The main rule since January 1, 2020 of “no work, yet wages” has been applied quite consistently by judges. This means that if your employee cannot work (from home) due to the corona crisis, they are in principle still entitled to wages – although in our view and on the basis of legal literature, there are certainly also arguments due to these ‘unforeseen circumstances’ for a wage risk distribution of 50/50 or 70/30 (as with illness).
It may well be that certain activities in your company have come to a standstill, but others are continuing unabated, or that you have been forced to develop new initiatives due to the crisis. You can then ask the employee to perform other work. This can be seen as a (unilateral) change in the terms of employment but, in our opinion, it is a reasonable request in the crisis situation with which the employee must comply.

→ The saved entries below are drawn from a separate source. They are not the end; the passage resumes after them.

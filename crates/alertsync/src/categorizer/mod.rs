//! Alert-type classification.

pub mod matcher;

pub use crate::config::schema::CategoryRule;
pub use matcher::{categorize, Categorizer};
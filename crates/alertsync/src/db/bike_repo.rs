//! Bike registry derived from stored alerts.

use rusqlite::params;
use serde::Serialize;

use super::{Database, DatabaseError};

#[derive(Debug, Clone, PartialEq, Eq, Serialize)]
pub struct BikeRow {
    pub tracker_name: String,
    pub device_serial: Option<String>,
    pub latest_alert_at: Option<String>,
    pub created_at: String,
    pub alert_count: u64,
}

/// Upserts one bike per distinct tracker name in the user's alerts.
///
/// Alerts without a tracker name are ignored. Returns the number of bikes
/// that were newly created.
pub fn refresh_from_alerts(db: &Database, user_id: &str) -> Result<usize, DatabaseError> {
    let now = super::now();
    db.with_transaction(|tx| {
        let before: usize = tx.query_row(
            "SELECT COUNT(*) FROM bikes WHERE user_id = ?1",
            params![user_id],
            |r| r.get(0),
        )?;

        tx.execute(
            "INSERT INTO bikes (user_id, tracker_name, device_serial, latest_alert_at, created_at)
             SELECT user_id, tracker_name,
                    (SELECT s.device_serial FROM tracker_alerts s
                     WHERE s.user_id = t.user_id AND s.tracker_name = t.tracker_name
                       AND s.device_serial != ''
                     ORDER BY s.created_at DESC, s.id DESC LIMIT 1),
                    MAX(created_at), ?2
             FROM tracker_alerts t
             WHERE user_id = ?1 AND tracker_name != ''
             GROUP BY user_id, tracker_name
             ON CONFLICT(user_id, tracker_name) DO UPDATE SET
               device_serial = COALESCE(excluded.device_serial, bikes.device_serial),
               latest_alert_at = excluded.latest_alert_at",
            params![user_id, now],
        )?;

        let after: usize = tx.query_row(
            "SELECT COUNT(*) FROM bikes WHERE user_id = ?1",
            params![user_id],
            |r| r.get(0),
        )?;
        Ok(after - before)
    })
}

/// Lists a user's bikes with their alert counts, most recently alerting first.
pub fn list(db: &Database, user_id: &str) -> Result<Vec<BikeRow>, DatabaseError> {
    db.with_conn(|conn| {
        let mut stmt = conn.prepare(
            "SELECT tracker_name, device_serial, latest_alert_at, created_at,
                    (SELECT COUNT(*) FROM tracker_alerts a
                     WHERE a.user_id = bikes.user_id AND a.tracker_name = bikes.tracker_name)
             FROM bikes
             WHERE user_id = ?1
             ORDER BY latest_alert_at DESC, tracker_name",
        )?;
        let rows = stmt
            .query_map(params![user_id], |row| {
                Ok(BikeRow {
                    tracker_name: row.get(0)?,
                    device_serial: row.get(1)?,
                    latest_alert_at: row.get(2)?,
                    created_at: row.get(3)?,
                    alert_count: row.get(4)?,
                })
            })?
            .collect::<Result<Vec<_>, _>>()?;
        Ok(rows)
    })
}

pub fn find_by_tracker_name(
    db: &Database,
    user_id: &str,
    tracker_name: &str,
) -> Result<Option<BikeRow>, DatabaseError> {
    Ok(list(db, user_id)?
        .into_iter()
        .find(|bike| bike.tracker_name == tracker_name))
}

The government measures force employees to stay at home in the event of a cold or corona symptoms of children or housemates. If working from home is not an option, then the starting point is the right to wages. But you do want to be able to check whether there is a real need for quarantine or isolation, where the question is, for example, whether an employee with continued payment of wages may/must be quarantined at home if the corona app shows this. Good communication with the employee is essential for this. If the employee has complaints, it is sensible to call in the company doctor. In addition, ensure clarity and document when symptoms started with the employee or their housemate and when the quarantine/isolation ends so that you may determine when the employee is expected to return to work. A general policy on the matter discourages employees from opting out too easily.

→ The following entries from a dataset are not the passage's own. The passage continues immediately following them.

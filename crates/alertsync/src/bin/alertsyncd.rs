//! Background sync daemon.
//!
//! Reads the config from `ALERTSYNC_CONFIG` (defaults when unset), opens the
//! database and runs the periodic sync until interrupted.

use std::path::PathBuf;
use std::sync::Arc;

use alertsync::{load_config, AppConfig, BackgroundSync, Database, ImapConnector, SyncService};
use tokio_util::sync::CancellationToken;
use tracing::{error, info};

const CONFIG_ENV_VAR: &str = "ALERTSYNC_CONFIG";

fn init_logging() {
    // Route `log` records from the library into tracing.
    if let Err(e) = tracing_log::LogTracer::init() {
        eprintln!("Failed to bridge log records: {}", e);
    }

    let filter = tracing_subscriber::EnvFilter::try_from_default_env()
        .unwrap_or_else(|_| tracing_subscriber::EnvFilter::new("info"));
    let subscriber = tracing_subscriber::fmt()
        .with_env_filter(filter)
        .with_target(true)
        .finish();
    if let Err(e) = tracing::subscriber::set_global_default(subscriber) {
        eprintln!("Failed to install tracing subscriber: {}", e);
    }
}

fn read_config() -> alertsync::Result<AppConfig> {
    match std::env::var_os(CONFIG_ENV_VAR) {
        Some(path) => {
            let path = PathBuf::from(path);
            info!("Loading config from {}", path.display());
            Ok(load_config(&path)?)
        }
        None => {
            info!("{} not set, using default config", CONFIG_ENV_VAR);
            Ok(AppConfig::default())
        }
    }
}

#[tokio::main]
async fn main() -> alertsync::Result<()> {
    init_logging();

    let config = read_config()?;
    let db = Database::open(&config.database_path)?;
    let connector = Arc::new(ImapConnector::new(config.imap.clone()));
    let service = SyncService::from_config(db, connector, &config)?;

    let cancel = CancellationToken::new();
    let handle = BackgroundSync::new(service).spawn(cancel.clone());

    if let Err(e) = tokio::signal::ctrl_c().await {
        error!("Failed to listen for shutdown signal: {}", e);
    }
    info!("Shutting down");
    cancel.cancel();

    match handle.await {
        Ok(cycles) => info!("Background sync finished after {} cycles", cycles),
        Err(e) => error!("Background sync task failed: {}", e),
    }
    Ok(())
}
impl CineonSave {
    pub fn new(options: CineonOptions) -> Self {
        Self { options, file: None, info: PixelDataInfo::default() }
    }

    fn packing(&self) -> Packing {
        match self.options.bits {
            CineonBits::Eight => Packing::Bits8,
            CineonBits::Ten => FILLED_A,
        }
    }

    fn write_frame(&mut self, image: &Image, frame: &FrameInfo) -> IoResult<()> {
        let file = self
            .file
            .as_ref()
            .ok_or_else(|| IoError::write(PLUGIN, "", "saver not open"))?;
        let path = file.file_name(frame.frame);

        let packing = self.packing();
        let pixels = image.pixels.convert(&self.info);
        let header = write_header(&image.tags, pixels.info(), packing);

        let mut io = FileIO::new();
        io.open(&path, FileMode::Write)?;
        io.set(header.bytes(), 1)?;
        let mut line = Vec::with_capacity(packing.row_bytes(pixels.width() * pixels.channels()));
        for y in 0..pixels.height() {
            line.clear();
            encode_row(pixels.row(y), packing, true, &mut line);
            io.set(&line, 1)?;
        }
        io.close()?;

        debug!("Cineon wrote {} ({}, {}-bit)", path.display(), pixels.pixel(), packing.bits());
        Ok(())
    }
}

impl ImageSave for CineonSave {
    fn open(&mut self, file: &FileInfo, info: &ImageIoInfo) -> IoResult<()> {
        let format = match info.info().pixel.format {
            PixelFormat::L | PixelFormat::LA => PixelFormat::L,
            _ => PixelFormat::Rgb,
        };
        let pixel = Pixel::new(format, self.packing().pixel_type());
        self.info = PixelDataInfo::new(0, 0, pixel).with_mirror(Mirror::Y);
        self.file = Some(file.clone());
        Ok(())
    }

    fn write(&mut self, image: &Image, frame: &FrameInfo) -> IoResult<()> {
        self.write_frame(image, frame).map_err(|e| e.relabel(PLUGIN))
    }

    fn close(&mut self) -> IoResult<()> {
        self.file = None;
        Ok(())
    }
}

The employee has no legal right to work from home. For example, the employee cannot claim that right based on the Flexible Working Act. However, there is an urgent advice from the government to work from home, with the threat of company closure if the workplace is contaminated. The employer and employee must consult about the necessity and/or (lack of) possibilities to work from home. Business organisational reasons can be a reason for the employer to require the employee to come to work (largely) in the office.

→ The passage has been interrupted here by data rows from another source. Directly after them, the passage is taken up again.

impl Shared {
    fn failed(&self) -> MutexGuard<'_, HashSet<FrameKey>> {
        self.failed.lock().unwrap_or_else(|e| e.into_inner())
    }

    /// Open, read one frame, close. Each decode has its own file handle.
    ///
    /// Sequence members are opened as single files so one missing frame
    /// does not stop the others from loading.
    fn decode(&self, file: &FileInfo, frame: i64) -> IoResult<Image> {
        if file.is_sequence() {
            let member = FileInfo::new(file.file_name(frame));
            return self.registry.load_image(&member, &FrameInfo::default());
        }
        self.registry.load_image(file, &FrameInfo::new(frame))
    }

    fn read_frame(&self, owner: Uuid, file: &FileInfo, frame: i64) -> IoResult<Arc<Image>> {
        let key = FrameKey::new(owner, frame);
        if let Some(image) = self.cache.item(&key) {
            return Ok(image);
        }
        let image = Arc::new(self.decode(file, frame)?);
        self.cache.add_item(key, Arc::clone(&image));
        Ok(image)
    }

    fn budget_full(&self, source: &PreloadSource) -> bool {
        !self.cache.is_enabled() || self.cache.manager().would_exceed(source.frame_bytes)
    }

    /// Next frame that is neither cached nor known bad.
    fn next_frame(&self, source: &PreloadSource, playhead: i64) -> Option<i64> {
        let failed = self.failed();
        source.order(playhead).find(|&frame| {
            let key = FrameKey::new(source.owner, frame);
            !failed.contains(&key) && !self.cache.has_item(&key)
        })
    }

    /// One preload step; a skipped frame carries its error message.
    fn step(&self, source: &PreloadSource, playhead: i64) -> (TickResult, Option<String>) {
        let Some(frame) = self.next_frame(source, playhead) else {
            return (TickResult::Complete, None);
        };
        if self.budget_full(source) {
            return (TickResult::BudgetFull, None);
        }
        match self.read_frame(source.owner, &source.file, frame) {
            Ok(_) => (TickResult::Decoded(frame), None),
            Err(e) => {
                warn!("Preload skipped frame {} of {}: {}", frame, source.file.display_name(), e);
                self.failed().insert(FrameKey::new(source.owner, frame));
                (TickResult::Skipped(frame), Some(e.to_string()))
            }
        }
    }
}

/// Removes the pass from the in-flight set however the job ends, including
/// when the pool drops it unrun after an epoch change.
struct PassGuard {
    passes: PassSet,
    key: (Uuid, PathBuf),
    events: Sender<PreloadEvent>,
    finished: bool,
}

impl Drop for PassGuard {
    fn drop(&mut self) {
        self.passes
            .lock()
            .unwrap_or_else(|e| e.into_inner())
            .remove(&self.key);
        if !self.finished {
            let _ = self.events.send(PreloadEvent::Cancelled { owner: self.key.0 });
        }
    }
}

/// Cache-through reader and preload driver
pub struct Preloader {
    shared: Shared,
    workers: Workers,
    passes: PassSet,
    events_tx: Sender<PreloadEvent>,
    events_rx: Receiver<PreloadEvent>,
}

impl Preloader {
    /// `threads` of 0 picks the pool size automatically. The pool shares the
    /// cache manager's epoch.
    pub fn new(cache: Arc<FrameCache>, registry: Arc<Registry>, threads: usize) -> Self {
        let workers = Workers::new(threads, cache.manager().epoch_ref());
        let (events_tx, events_rx) = unbounded();
        Self {
            shared: Shared {
                cache,
                registry,
                failed: Arc::new(Mutex::new(HashSet::new())),
            },
            workers,
            passes: Arc::new(Mutex::new(HashSet::new())),
            events_tx,
            events_rx,
        }
    }

    pub fn cache(&self) -> &Arc<FrameCache> {
        &self.shared.cache
    }

    /// Background pass events.
    pub fn events(&self) -> &Receiver<PreloadEvent> {
        &self.events_rx
    }

    /// Cached frame, or decode it and cache it.
    ///
    /// Decode errors are returned as is; nothing is cached for them.
    pub fn read_frame(&self, owner: Uuid, file: &FileInfo, frame: i64) -> IoResult<Arc<Image>> {
        self.shared.read_frame(owner, file, frame)
    }

    /// Decode exactly one missing frame, searching forward from `playhead`.
    pub fn tick(&self, source: &PreloadSource, playhead: i64) -> TickResult {
        self.shared.step(source, playhead).0
    }

    /// Queue a background pass over `source`. Returns `false` if a pass for
    /// the same owner and file is already queued or running.
    pub fn start(&self, source: PreloadSource, playhead: i64) -> bool {
        let key = source.pass_key();
        {
            let mut passes = self.passes.lock().unwrap_or_else(|e| e.into_inner());
            if !passes.insert(key.clone()) {
                debug!("Preload already running for {}", source.file.display_name());
                return false;
            }
        }

        let guard = PassGuard {
            passes: Arc::clone(&self.passes),
            key,
            events: self.events_tx.clone(),
            finished: false,
        };
        let shared = self.shared.clone();
        let events = self.events_tx.clone();
        let epoch_ref = shared.cache.manager().epoch_ref();
        let epoch = self.workers.current_epoch();
        info!(
            "Preload queued: {} ({} frames, epoch {})",
            source.file.display_name(),
            source.frames.len(),
            epoch
        );

        self.workers.execute_with_epoch(epoch, move || {
            // Own the whole guard so the slot lives as long as the job.
            let mut guard = guard;
            let owner = source.owner;
            let mut loaded = 0usize;
            loop {
                if epoch_ref.load(Ordering::Relaxed) != epoch {
                    debug!("Preload of {} cancelled", source.file.display_name());
                    return;
                }
                match shared.step(&source, playhead) {
                    (TickResult::Decoded(frame), _) => {
                        loaded += 1;
                        let _ = events.send(PreloadEvent::Loaded { owner, frame });
                    }
                    (TickResult::Skipped(frame), error) => {
                        let error = error.unwrap_or_default();
                        let _ = events.send(PreloadEvent::Skipped { owner, frame, error });
                    }
                    (TickResult::BudgetFull | TickResult::Complete, _) => break,
                }
            }
            guard.finished = true;
            debug!("Preload of {} finished: {} frames", source.file.display_name(), loaded);
            let _ = events.send(PreloadEvent::Finished { owner, loaded });
        });
        true
    }

    /// True while a pass for this owner and file is queued or running.
    pub fn is_running(&self, owner: Uuid, file: &FileInfo) -> bool {
        self.passes
            .lock()
            .unwrap_or_else(|e| e.into_inner())
            .contains(&(owner, file.path()))
    }

    /// Abandon all queued and running passes. Frames already decoded stay
    /// cached; a decode in progress finishes first.
    pub fn cancel(&self) -> u64 {
        let epoch = self.shared.cache.manager().increment_epoch();
        info!("Preload cancelled (epoch {})", epoch);
        epoch
    }

    /// Forget an owner: drop its cached frames and its skip list.
    pub fn clear_owner(&self, owner: Uuid) {
        self.shared.cache.clear_items(owner);
        self.shared.failed().retain(|k| k.owner != owner);
    }
}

Speaking of consultation: this is also a good time to involve employees (even) more closely in the organisation. Consider the situation that you are going to apply for a wage cost subsidy for NOW 3.0, you want to change the terms of employment collectively, or you have to implement a reorganisation. It is important that you, especially as a larger company, have a works council or staff representation for the necessary consultation and advice. Processes with a works council or union about a reorganisation or social plan seem time-consuming but, in this day and age, our experience is that employee representatives are certainly willing to contribute ideas and work. And without a proper platform for employee participation, your reorganisation at UWV could even be delayed.
From November 16, 2020, it is possible to qualify for a wage cost subsidy based on the new support package. If you, as an entrepreneur or business owner, do not want this (anymore) or if you do not meet the stricter requirements of NOW 3.0, what can you do? You can consult with employees about temporary adjustment of the employment conditions, including financial conditions such as bonuses, allowances and 13th month payments. As the ultimate option, you may need to carry out a reorganisation. Even with the NOW 3.0 wage cost subsidy, reorganisation is possible without penalty. In the event of dismissal, you will again run into the transition payment. However, the law offers possibilities to agree alternative (non-financial) provisions in the event of dismissal in consultation with trade unions.
Just as in the first months of the corona crisis, good consultation between employer and employee seems to be of great importance in reaching agreements about employment conditions and job retention or dismissal, at a time that is an “unforeseen circumstance” for both employers and employees. This also requires creative, legal solutions.